And I cried just as hard as I'm crying now.

1 comment | [x]


:: 2008 17 December :: 3.47 pm

Parents?
I'm going to throw a curve-ball at you guys and I want feedback.
Unless it makes you feel icky and uncomfortable - in which case, you shouldn't even be creeping my blog.

How do you feel about your parents?

I know it's a loaded question. I'm wondering how you felt about the way they raised you, their rules, their flaws, their greatest moments and mistakes - and will you take any of this with you when YOU become a parent?

Duh, okay, I know you take some of your parents' tendencies with you everywhere but some people absolutely adore their parents and kiss ass to no end.

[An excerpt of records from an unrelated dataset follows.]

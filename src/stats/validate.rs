use crate::error::{Result, StatsError};
use crate::models::{ExerciseSet, WorkoutRecord};

/// Rejects records the aggregator cannot sum meaningfully: negative counts,
/// negative rest, negative or non-finite weight. Stops at the first problem.
pub fn validate_workouts(workouts: &[WorkoutRecord]) -> Result<()> {
    for workout in workouts {
        validate_workout(workout)?;
    }
    Ok(())
}

pub fn validate_workout(workout: &WorkoutRecord) -> Result<()> {
    match workout_issues(workout).into_iter().next() {
        Some(err) => Err(err),
        None => Ok(()),
    }
}

/// Every problem across all records, for reporting.
pub fn collect_issues(workouts: &[WorkoutRecord]) -> Vec<StatsError> {
    workouts.iter().flat_map(workout_issues).collect()
}

fn workout_issues(workout: &WorkoutRecord) -> Vec<StatsError> {
    let mut issues = Vec::new();
    for (position, set) in workout.exercise_sets.iter().enumerate() {
        for (field, value) in counts(set) {
            if value < 0 {
                issues.push(invalid(workout, position, field, format!("must not be negative (got {})", value)));
            }
        }
        if !set.weight.is_finite() {
            issues.push(invalid(workout, position, "weight", "must be a finite number".to_string()));
        } else if set.weight < 0.0 {
            issues.push(invalid(
                workout,
                position,
                "weight",
                format!("must not be negative (got {})", set.weight),
            ));
        }
    }
    issues
}

fn counts(set: &ExerciseSet) -> [(&'static str, i64); 3] {
    [
        ("sets", set.sets),
        ("reps", set.reps),
        ("rest_seconds", set.rest_seconds),
    ]
}

fn invalid(workout: &WorkoutRecord, position: usize, field: &'static str, detail: String) -> StatsError {
    StatsError::InvalidInput {
        workout: workout.id.clone(),
        position: position + 1,
        field,
        detail,
    }
}
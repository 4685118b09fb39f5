use clap::{Parser, Subcommand};

#[derive(Parser, Debug)]
#[command(name = "myfit", version, author, about = "Training minutes, calories and weekly charts from your workout log")]
pub struct Cli {
    /// Workout export (JSON array or {"data": [...]}); `-` reads stdin
    #[arg(short, long, global = true)]
    pub input: Option<String>,

    /// Evaluate as of this RFC 3339 instant instead of the current time
    #[arg(long, global = true)]
    pub now: Option<String>,

    /// Print results as JSON
    #[arg(long, global = true)]
    pub json: bool,

    #[command(subcommand)]
    pub command: Option<Commands>,
}

#[derive(Subcommand, Debug)]
pub enum Commands {
    /// Estimated active minutes and calories over all workouts
    Stats,
    /// Minutes trained per weekday, Monday to Sunday
    Week {
        /// Which workouts count: all or rolling (last 7 days)
        #[arg(long)]
        scope: Option<String>,
    },
    /// Lifted volume for a period, with a per-weekday chart
    Progress {
        /// Period: week, month, 3months, year
        #[arg(long, default_value = "week")]
        period: String,
        /// Which workouts the weekday chart counts: all or rolling
        #[arg(long)]
        scope: Option<String>,
    },
    /// One line per workout
    List,
    /// Workout detail with every exercise
    Show {
        /// Workout id
        id: String,
    },
    /// Resolve the cover image for a workout or exercise name
    Image {
        /// Name to match against the keyword catalog
        name: Option<String>,
        /// List every catalog keyword instead
        #[arg(long)]
        all: bool,
    },
    /// Validate the workout export and report every problem found
    Check,
    /// Configuration file management
    Config {
        #[command(subcommand)]
        action: ConfigCommands,
    },
}

#[derive(Subcommand, Debug)]
pub enum ConfigCommands {
    /// Print the effective configuration
    Show,
    /// Print the configuration file location
    Path,
    /// Write a configuration file with default values
    Init {
        /// Overwrite an existing file
        #[arg(long)]
        force: bool,
    },
}
use log::{debug, info};
use serde_json::{Map, Value};
use std::fs::File;
use std::io::{self, BufReader, Read};
use std::path::{Path, PathBuf};

use crate::error::{Result, StatsError};
use crate::models::WorkoutRecord;
use crate::stats::validate_workouts;

/// Where a workout export is read from.
#[derive(Debug, Clone, PartialEq, Eq)]
pub enum InputSource {
    Stdin,
    File(PathBuf),
}

impl InputSource {
    /// `-` means standard input.
    pub fn from_arg(arg: &str) -> Self {
        if arg == "-" {
            InputSource::Stdin
        } else {
            InputSource::File(PathBuf::from(arg))
        }
    }

    pub fn describe(&self) -> String {
        match self {
            InputSource::Stdin => "<stdin>".to_string(),
            InputSource::File(path) => path.display().to_string(),
        }
    }
}

/// Parses without validating. Numeric fields that are not numbers fail here.
///
/// Accepts a bare array of records, a single record, or the store's
/// `{ "data": ..., "error": ... }` response body. A non-null `error` or a
/// body without `data` is rejected rather than read as zero workouts.
pub fn parse_workouts<R: Read>(reader: R) -> Result<Vec<WorkoutRecord>> {
    let export: Value = serde_json::from_reader(reader)?;
    match export {
        Value::Array(records) => records_from(Value::Array(records)),
        Value::Object(body) if is_response(&body) => from_response(body),
        Value::Object(record) => Ok(vec![serde_json::from_value(Value::Object(record))?]),
        other => Err(StatsError::Shape(format!(
            "expected an array of workouts, found {}",
            kind(&other)
        ))),
    }
}

fn is_response(body: &Map<String, Value>) -> bool {
    body.contains_key("data") || body.contains_key("error")
}

fn from_response(mut body: Map<String, Value>) -> Result<Vec<WorkoutRecord>> {
    match body.remove("error") {
        None | Some(Value::Null) => {}
        Some(error) => return Err(StatsError::Store(store_message(&error))),
    }
    match body.remove("data") {
        Some(Value::Array(records)) => records_from(Value::Array(records)),
        Some(Value::Object(record)) => Ok(vec![serde_json::from_value(Value::Object(record))?]),
        None | Some(Value::Null) => Err(StatsError::Shape("response carries no data".to_string())),
        Some(other) => Err(StatsError::Shape(format!(
            "expected workouts under \"data\", found {}",
            kind(&other)
        ))),
    }
}

fn records_from(records: Value) -> Result<Vec<WorkoutRecord>> {
    Ok(serde_json::from_value(records)?)
}

fn store_message(error: &Value) -> String {
    error
        .get("message")
        .and_then(Value::as_str)
        .map(str::to_string)
        .unwrap_or_else(|| error.to_string())
}

fn kind(value: &Value) -> &'static str {
    match value {
        Value::Null => "null",
        Value::Bool(_) => "a boolean",
        Value::Number(_) => "a number",
        Value::String(_) => "a string",
        Value::Array(_) => "an array",
        Value::Object(_) => "an object",
    }
}

pub fn parse_workouts_str(json: &str) -> Result<Vec<WorkoutRecord>> {
    parse_workouts(json.as_bytes())
}

/// Reads, parses and validates a workout export.
pub fn load_workouts(source: &InputSource) -> Result<Vec<WorkoutRecord>> {
    let workouts = read_unchecked(source)?;
    validate_workouts(&workouts)?;
    info!("Loaded {} workouts from {}", workouts.len(), source.describe());
    Ok(workouts)
}

/// Reads and parses without the validation step.
pub fn read_unchecked(source: &InputSource) -> Result<Vec<WorkoutRecord>> {
    debug!("Reading workouts from {}", source.describe());
    match source {
        InputSource::Stdin => parse_workouts(io::stdin().lock()),
        InputSource::File(path) => read_file(path),
    }
}

fn read_file(path: &Path) -> Result<Vec<WorkoutRecord>> {
    let file = File::open(path)?;
    parse_workouts(BufReader::new(file))
}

Some would rather feed their kids tic-tacs for breakfast just because their parents never let them have any.
So are you grateful, or spiteful?

I think I'm a little bit of both, honestly.


(my mom, Lynnette, and step-dad Barry.)

My mom never got along with my dad, ever. What with his cheating and all. So I never spent time with the two of them together. Always back and forth. Always.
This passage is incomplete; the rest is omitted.